■ **GIVEN ENTRIES**:
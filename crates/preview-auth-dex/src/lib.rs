//! Dex client registry for preview-auth
//!
//! Implements [`preview_auth_core::ClientRegistry`] against the Dex gRPC API
//! (`api.Dex` service: `ListClients`, `CreateClient`, `DeleteClient`).
//! Generated stubs are checked in under `src/generated`.

pub mod error;
pub mod pb;
pub mod registry;

pub use error::DexError;
pub use registry::{DexConfig, DexRegistry};

/// Result type for Dex setup operations
pub type Result<T> = std::result::Result<T, DexError>;
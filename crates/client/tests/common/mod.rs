//! In-process fake BugBoard backend for client integration tests.
//!
//! Serves the same routes as the real server from an in-memory store on an
//! ephemeral port, and enforces the server-side rules the client relies on:
//! no self-votes, a single accepted comment per bug, accept only by the bug
//! author while the bug is open, no comments on solved bugs, banned accounts
//! refused at login.

#![allow(dead_code)]

use std::collections::HashMap;
use std::sync::atomic::{AtomicU64, Ordering};
use std::sync::{Arc, Mutex};
use std::time::Duration;

use axum::extract::{Path, Query, Request, State};
use axum::http::{HeaderMap, Method, StatusCode};
use axum::middleware::{self, Next};
use axum::response::Response;
use axum::routing::{delete, get, patch, post, put};
use axum::{Json, Router};
use bugboard_client::{BugBoardApi, ClientConfig, SessionStore};
use bugboard_core::bug::{Bug, BugStatus, BugTag, Tag};
use bugboard_core::comment::Comment;
use bugboard_core::roles::Role;
use bugboard_core::types::{DbId, Timestamp};
use bugboard_core::user::{AuthorRef, User};
use bugboard_core::vote::VoteDirection;
use bugboard_events::EventBus;
use chrono::{TimeZone, Utc};
use serde::Deserialize;
use serde_json::{json, Value};

pub const MODERATOR_ID: &str = "1";
pub const USER15_ID: &str = "15";
pub const USER16_ID: &str = "16";
pub const BANNED_ID: &str = "17";

/// Seeded bug by user16, status `Received`, with one comment by user15.
pub const OPEN_BUG_ID: DbId = 100;
/// Seeded bug by the moderator, status `Solved`, with an accepted answer.
pub const SOLVED_BUG_ID: DbId = 101;
pub const USER15_COMMENT_ID: DbId = 500;

// ---------------------------------------------------------------------------
// Store
// ---------------------------------------------------------------------------

struct Account {
    user: User,
    password: String,
}

#[derive(Default)]
struct Store {
    accounts: Vec<Account>,
    bugs: Vec<Bug>,
    comments: HashMap<DbId, Vec<Comment>>,
    bug_votes: HashMap<(DbId, String), VoteDirection>,
    comment_votes: HashMap<(DbId, String), VoteDirection>,
    tags: Vec<Tag>,
    next_id: DbId,
    clock: Option<Timestamp>,
}

impl Store {
    fn seeded() -> Self {
        let mut store = Store {
            next_id: 1_000,
            ..Store::default()
        };
        store.add_account(MODERATOR_ID, "moderator", "modpass", Role::Moderator, false);
        store.add_account(USER15_ID, "user15", "password15", Role::User, false);
        store.add_account(USER16_ID, "user16", "password16", Role::User, false);
        store.add_account(BANNED_ID, "spammer", "password17", Role::User, true);
        store.tags = vec![
            Tag { id: 1, name: "ui".into() },
            Tag { id: 2, name: "backend".into() },
        ];

        let open = Bug {
            id: OPEN_BUG_ID,
            title: "Login page crashes".into(),
            description: "Pressing enter twice crashes the login page".into(),
            status: BugStatus::Received,
            created_at: at(2026, 1, 1),
            author: store.author(USER16_ID),
            image: None,
            vote_count: 0,
            bug_tags: vec![BugTag { id: Some(1), tag: store.tags[0].clone() }],
        };
        let solved = Bug {
            id: SOLVED_BUG_ID,
            title: "Typo in footer".into(),
            description: "Copyrihgt".into(),
            status: BugStatus::Solved,
            created_at: at(2026, 1, 2),
            author: store.author(MODERATOR_ID),
            image: None,
            vote_count: 0,
            bug_tags: Vec::new(),
        };
        store.comments.insert(
            OPEN_BUG_ID,
            vec![Comment {
                id: USER15_COMMENT_ID,
                text: "Same here on Firefox".into(),
                image: None,
                created_at: at(2026, 1, 3),
                author: store.author(USER15_ID),
                accepted: false,
                vote_count: 0,
            }],
        );
        store.comments.insert(
            SOLVED_BUG_ID,
            vec![Comment {
                id: 501,
                text: "Fixed in the template".into(),
                image: None,
                created_at: at(2026, 1, 3),
                author: store.author(USER16_ID),
                accepted: true,
                vote_count: 0,
            }],
        );
        store.bugs = vec![open, solved];
        store
    }

    fn add_account(&mut self, id: &str, username: &str, password: &str, role: Role, banned: bool) {
        self.accounts.push(Account {
            user: User {
                id: id.into(),
                username: username.into(),
                email: format!("{username}@test.com"),
                role,
                score: 0.0,
                avatar: None,
                banned,
            },
            password: password.into(),
        });
    }

    fn next_id(&mut self) -> DbId {
        self.next_id += 1;
        self.next_id
    }

    /// Strictly increasing creation times.
    fn now(&mut self) -> Timestamp {
        let now = Utc::now();
        let next = match self.clock {
            Some(last) if last >= now => last + chrono::Duration::milliseconds(1),
            _ => now,
        };
        self.clock = Some(next);
        next
    }

    fn user(&self, id: &str) -> Option<&User> {
        self.accounts.iter().map(|a| &a.user).find(|u| u.id == id)
    }

    fn author(&self, id: &str) -> AuthorRef {
        let user = self.user(id);
        AuthorRef {
            id: id.into(),
            username: user.map(|u| u.username.clone()).unwrap_or_default(),
            score: user.map(|u| u.score).unwrap_or_default(),
        }
    }

    fn is_moderator(&self, id: &str) -> bool {
        self.user(id).is_some_and(User::is_moderator)
    }

    fn bug_mut(&mut self, id: DbId) -> Result<&mut Bug, Failure> {
        self.bugs
            .iter_mut()
            .find(|b| b.id == id)
            .ok_or_else(|| fail(StatusCode::NOT_FOUND, "Bug not found"))
    }

    fn comment_location(&self, comment_id: DbId) -> Option<(DbId, usize)> {
        self.comments.iter().find_map(|(bug_id, list)| {
            list.iter()
                .position(|c| c.id == comment_id)
                .map(|i| (*bug_id, i))
        })
    }

    fn recount_bug(&mut self, bug_id: DbId) {
        let count = tally(self.bug_votes.iter().filter(|((id, _), _)| *id == bug_id));
        if let Ok(bug) = self.bug_mut(bug_id) {
            bug.vote_count = count;
        }
    }

    fn recount_comment(&mut self, comment_id: DbId) {
        let count = tally(self.comment_votes.iter().filter(|((id, _), _)| *id == comment_id));
        if let Some((bug_id, i)) = self.comment_location(comment_id) {
            if let Some(list) = self.comments.get_mut(&bug_id) {
                list[i].vote_count = count;
            }
        }
    }
}

fn tally<'a>(votes: impl Iterator<Item = (&'a (DbId, String), &'a VoteDirection)>) -> i64 {
    votes
        .map(|(_, d)| match d {
            VoteDirection::Upvote => 1,
            VoteDirection::Downvote => -1,
        })
        .sum()
}

fn at(year: i32, month: u32, day: u32) -> Timestamp {
    Utc.with_ymd_and_hms(year, month, day, 12, 0, 0)
        .single()
        .expect("valid seed date")
}

// ---------------------------------------------------------------------------
// Backend handle
// ---------------------------------------------------------------------------

/// Shared state of a running fake backend. Tests inspect it directly.
pub struct FakeBackend {
    store: Mutex<Store>,
    requests: Mutex<Vec<String>>,
    vote_writes: AtomicU64,
    vote_delay: Mutex<Duration>,
    fail_votes: Mutex<Option<(StatusCode, String)>>,
}

impl FakeBackend {
    fn new() -> Self {
        Self {
            store: Mutex::new(Store::seeded()),
            requests: Mutex::new(Vec::new()),
            vote_writes: AtomicU64::new(0),
            vote_delay: Mutex::new(Duration::ZERO),
            fail_votes: Mutex::new(None),
        }
    }

    /// `"METHOD /path"` of every request received, in order.
    pub fn requests(&self) -> Vec<String> {
        self.requests.lock().unwrap().clone()
    }

    pub fn clear_requests(&self) {
        self.requests.lock().unwrap().clear();
    }

    pub fn vote_writes(&self) -> u64 {
        self.vote_writes.load(Ordering::SeqCst)
    }

    /// Hold every vote write for `delay` before applying it.
    pub fn set_vote_delay(&self, delay: Duration) {
        *self.vote_delay.lock().unwrap() = delay;
    }

    /// Make every vote write fail with `status` and `message`.
    pub fn fail_votes(&self, status: StatusCode, message: &str) {
        *self.fail_votes.lock().unwrap() = Some((status, message.to_string()));
    }

    pub fn bug(&self, id: DbId) -> Option<Bug> {
        self.store.lock().unwrap().bugs.iter().find(|b| b.id == id).cloned()
    }

    pub fn comments(&self, bug_id: DbId) -> Vec<Comment> {
        self.store
            .lock()
            .unwrap()
            .comments
            .get(&bug_id)
            .cloned()
            .unwrap_or_default()
    }

    pub fn user(&self, id: &str) -> Option<User> {
        self.store.lock().unwrap().user(id).cloned()
    }

    pub fn bug_ids(&self) -> Vec<DbId> {
        self.store.lock().unwrap().bugs.iter().map(|b| b.id).collect()
    }

    /// Force a second accepted comment onto a bug, bypassing the rules.
    pub fn corrupt_accepted(&self, bug_id: DbId) {
        let mut store = self.store.lock().unwrap();
        if let Some(list) = store.comments.get_mut(&bug_id) {
            for c in list.iter_mut() {
                c.accepted = true;
            }
        }
    }

    /// Set a bug's status directly.
    pub fn set_status(&self, bug_id: DbId, status: BugStatus) {
        if let Ok(bug) = self.store.lock().unwrap().bug_mut(bug_id) {
            bug.status = status;
        }
    }
}

/// A running backend and its base URL.
pub struct TestServer {
    pub url: String,
    pub backend: Arc<FakeBackend>,
}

■ **REQUIRED ACTION**:
Extract from the listing above the lines between the line containing "fn at(year: i32, month: u32, day: u32)" and the line containing "pub fn fail_votes(&self, status: StatusCode, message: &str)", keeping both of those lines. Output nothing else.

■ **WORKED SOLUTION**:
fn at(year: i32, month: u32, day: u32) -> Timestamp {
    Utc.with_ymd_and_hms(year, month, day, 12, 0, 0)
        .single()
        .expect("valid seed date")
}

// ---------------------------------------------------------------------------
// Backend handle
// ---------------------------------------------------------------------------

/// Shared state of a running fake backend. Tests inspect it directly.
pub struct FakeBackend {
    store: Mutex<Store>,
    requests: Mutex<Vec<String>>,
    vote_writes: AtomicU64,
    vote_delay: Mutex<Duration>,
    fail_votes: Mutex<Option<(StatusCode, String)>>,
}

impl FakeBackend {
    fn new() -> Self {
        Self {
            store: Mutex::new(Store::seeded()),
            requests: Mutex::new(Vec::new()),
            vote_writes: AtomicU64::new(0),
            vote_delay: Mutex::new(Duration::ZERO),
            fail_votes: Mutex::new(None),
        }
    }

    /// `"METHOD /path"` of every request received, in order.
    pub fn requests(&self) -> Vec<String> {
        self.requests.lock().unwrap().clone()
    }

    pub fn clear_requests(&self) {
        self.requests.lock().unwrap().clear();
    }

    pub fn vote_writes(&self) -> u64 {
        self.vote_writes.load(Ordering::SeqCst)
    }

    /// Hold every vote write for `delay` before applying it.
    pub fn set_vote_delay(&self, delay: Duration) {
        *self.vote_delay.lock().unwrap() = delay;
    }

    /// Make every vote write fail with `status` and `message`.
    pub fn fail_votes(&self, status: StatusCode, message: &str) {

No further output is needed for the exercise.